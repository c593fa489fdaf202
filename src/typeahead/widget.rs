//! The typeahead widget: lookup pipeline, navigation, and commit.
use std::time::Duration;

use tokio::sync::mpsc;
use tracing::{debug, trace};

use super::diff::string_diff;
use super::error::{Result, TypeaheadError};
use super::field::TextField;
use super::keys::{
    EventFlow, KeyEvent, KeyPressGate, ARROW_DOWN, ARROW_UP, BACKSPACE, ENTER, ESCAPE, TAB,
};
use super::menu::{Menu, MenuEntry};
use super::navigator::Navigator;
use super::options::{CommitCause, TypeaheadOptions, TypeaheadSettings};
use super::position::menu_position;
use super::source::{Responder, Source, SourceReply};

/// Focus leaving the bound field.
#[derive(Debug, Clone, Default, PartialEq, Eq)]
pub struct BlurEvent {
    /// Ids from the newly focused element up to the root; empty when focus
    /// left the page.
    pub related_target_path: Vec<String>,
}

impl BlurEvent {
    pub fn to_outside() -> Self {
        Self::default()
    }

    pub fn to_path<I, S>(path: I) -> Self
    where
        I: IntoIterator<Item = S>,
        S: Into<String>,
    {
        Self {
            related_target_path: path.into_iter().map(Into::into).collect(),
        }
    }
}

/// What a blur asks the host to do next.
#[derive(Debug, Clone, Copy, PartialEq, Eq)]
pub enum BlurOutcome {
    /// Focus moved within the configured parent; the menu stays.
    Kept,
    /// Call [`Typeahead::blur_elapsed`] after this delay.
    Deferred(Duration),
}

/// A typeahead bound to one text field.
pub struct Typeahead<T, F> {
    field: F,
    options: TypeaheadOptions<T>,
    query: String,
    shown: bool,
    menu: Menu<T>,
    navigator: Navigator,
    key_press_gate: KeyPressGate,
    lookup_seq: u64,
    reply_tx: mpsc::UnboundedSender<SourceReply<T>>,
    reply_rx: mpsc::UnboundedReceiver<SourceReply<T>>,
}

——————

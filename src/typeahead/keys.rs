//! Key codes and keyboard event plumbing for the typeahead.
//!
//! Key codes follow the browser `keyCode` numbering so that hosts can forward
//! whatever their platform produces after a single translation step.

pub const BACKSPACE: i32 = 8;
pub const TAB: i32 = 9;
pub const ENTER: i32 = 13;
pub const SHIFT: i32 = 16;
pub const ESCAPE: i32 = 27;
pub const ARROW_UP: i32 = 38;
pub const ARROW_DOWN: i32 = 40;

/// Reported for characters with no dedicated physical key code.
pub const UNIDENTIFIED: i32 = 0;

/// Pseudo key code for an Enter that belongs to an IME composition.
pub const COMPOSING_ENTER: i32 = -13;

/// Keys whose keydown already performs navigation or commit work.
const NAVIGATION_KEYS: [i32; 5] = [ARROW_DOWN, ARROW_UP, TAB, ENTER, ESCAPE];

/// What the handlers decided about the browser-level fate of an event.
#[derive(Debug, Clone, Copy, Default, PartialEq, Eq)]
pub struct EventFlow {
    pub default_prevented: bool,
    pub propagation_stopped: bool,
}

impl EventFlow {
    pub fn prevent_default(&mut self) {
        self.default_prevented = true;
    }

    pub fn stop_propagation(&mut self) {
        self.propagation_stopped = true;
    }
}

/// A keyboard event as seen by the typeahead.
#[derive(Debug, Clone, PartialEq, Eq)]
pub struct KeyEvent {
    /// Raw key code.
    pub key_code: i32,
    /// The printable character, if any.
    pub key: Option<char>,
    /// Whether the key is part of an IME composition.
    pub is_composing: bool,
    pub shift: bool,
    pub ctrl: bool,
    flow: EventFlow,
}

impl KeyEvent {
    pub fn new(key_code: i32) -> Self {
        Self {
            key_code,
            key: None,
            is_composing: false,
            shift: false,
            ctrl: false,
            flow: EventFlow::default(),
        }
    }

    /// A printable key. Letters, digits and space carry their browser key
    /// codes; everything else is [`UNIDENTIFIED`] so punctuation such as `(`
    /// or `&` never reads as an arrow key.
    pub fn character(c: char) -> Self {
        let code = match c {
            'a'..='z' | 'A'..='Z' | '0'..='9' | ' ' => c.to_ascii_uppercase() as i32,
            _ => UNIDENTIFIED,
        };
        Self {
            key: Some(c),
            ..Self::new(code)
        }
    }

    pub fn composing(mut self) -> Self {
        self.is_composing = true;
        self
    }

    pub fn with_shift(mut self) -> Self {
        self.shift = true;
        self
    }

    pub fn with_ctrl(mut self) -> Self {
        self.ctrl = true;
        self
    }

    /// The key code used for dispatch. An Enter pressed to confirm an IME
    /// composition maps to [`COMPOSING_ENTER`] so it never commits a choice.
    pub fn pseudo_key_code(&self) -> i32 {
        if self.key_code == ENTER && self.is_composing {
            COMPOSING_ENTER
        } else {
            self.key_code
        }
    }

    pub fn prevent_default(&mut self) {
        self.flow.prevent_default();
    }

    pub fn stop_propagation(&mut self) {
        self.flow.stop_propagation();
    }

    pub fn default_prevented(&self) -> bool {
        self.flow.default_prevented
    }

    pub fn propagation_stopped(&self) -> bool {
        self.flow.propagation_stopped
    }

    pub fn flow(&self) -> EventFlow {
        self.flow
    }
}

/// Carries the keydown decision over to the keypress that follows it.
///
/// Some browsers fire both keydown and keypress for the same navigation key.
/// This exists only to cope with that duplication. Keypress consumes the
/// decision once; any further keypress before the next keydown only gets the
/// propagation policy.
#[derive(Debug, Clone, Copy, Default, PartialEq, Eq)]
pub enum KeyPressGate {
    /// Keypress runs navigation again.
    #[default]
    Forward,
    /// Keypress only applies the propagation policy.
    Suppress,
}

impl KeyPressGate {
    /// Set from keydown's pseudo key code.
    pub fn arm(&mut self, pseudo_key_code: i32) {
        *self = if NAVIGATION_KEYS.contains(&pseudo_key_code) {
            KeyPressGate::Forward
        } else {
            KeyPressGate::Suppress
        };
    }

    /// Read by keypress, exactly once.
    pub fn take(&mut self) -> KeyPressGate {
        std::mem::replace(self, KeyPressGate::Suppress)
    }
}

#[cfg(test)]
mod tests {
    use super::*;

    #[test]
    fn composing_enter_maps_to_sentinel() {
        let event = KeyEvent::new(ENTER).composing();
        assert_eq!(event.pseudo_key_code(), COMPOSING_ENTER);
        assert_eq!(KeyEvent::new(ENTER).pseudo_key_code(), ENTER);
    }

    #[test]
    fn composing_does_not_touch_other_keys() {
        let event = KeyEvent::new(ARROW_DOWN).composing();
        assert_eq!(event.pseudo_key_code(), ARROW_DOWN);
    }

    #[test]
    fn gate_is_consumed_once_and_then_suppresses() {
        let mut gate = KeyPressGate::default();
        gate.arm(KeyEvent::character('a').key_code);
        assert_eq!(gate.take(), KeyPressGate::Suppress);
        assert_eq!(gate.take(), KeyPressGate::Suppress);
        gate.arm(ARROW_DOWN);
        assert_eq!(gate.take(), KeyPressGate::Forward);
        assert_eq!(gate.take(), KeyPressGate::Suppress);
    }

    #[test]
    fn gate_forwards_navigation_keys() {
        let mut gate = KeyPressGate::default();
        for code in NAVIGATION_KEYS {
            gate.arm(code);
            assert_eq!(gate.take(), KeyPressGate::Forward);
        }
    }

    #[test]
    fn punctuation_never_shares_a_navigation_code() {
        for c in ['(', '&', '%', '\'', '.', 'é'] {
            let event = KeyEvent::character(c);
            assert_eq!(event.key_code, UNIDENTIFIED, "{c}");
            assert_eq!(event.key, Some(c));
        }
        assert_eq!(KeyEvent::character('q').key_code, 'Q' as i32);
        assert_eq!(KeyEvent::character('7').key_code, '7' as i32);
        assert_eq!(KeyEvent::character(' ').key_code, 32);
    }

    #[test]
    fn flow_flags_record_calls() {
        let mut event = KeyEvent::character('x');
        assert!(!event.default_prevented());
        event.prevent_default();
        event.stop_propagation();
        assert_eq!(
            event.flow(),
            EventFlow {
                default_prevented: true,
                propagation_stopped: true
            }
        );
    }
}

——————

> _TASK DESCRIPTION_
Reading through the records above, report each line in which the string "super" is found.

> _SOLUTION TO THIS TASK_
use super::diff::string_diff;
use super::error::{Result, TypeaheadError};
use super::field::TextField;
use super::keys::{
use super::menu::{Menu, MenuEntry};
use super::navigator::Navigator;
use super::options::{CommitCause, TypeaheadOptions, TypeaheadSettings};
use super::position::menu_position;
use super::source::{Responder, Source, SourceReply};
    use super::*;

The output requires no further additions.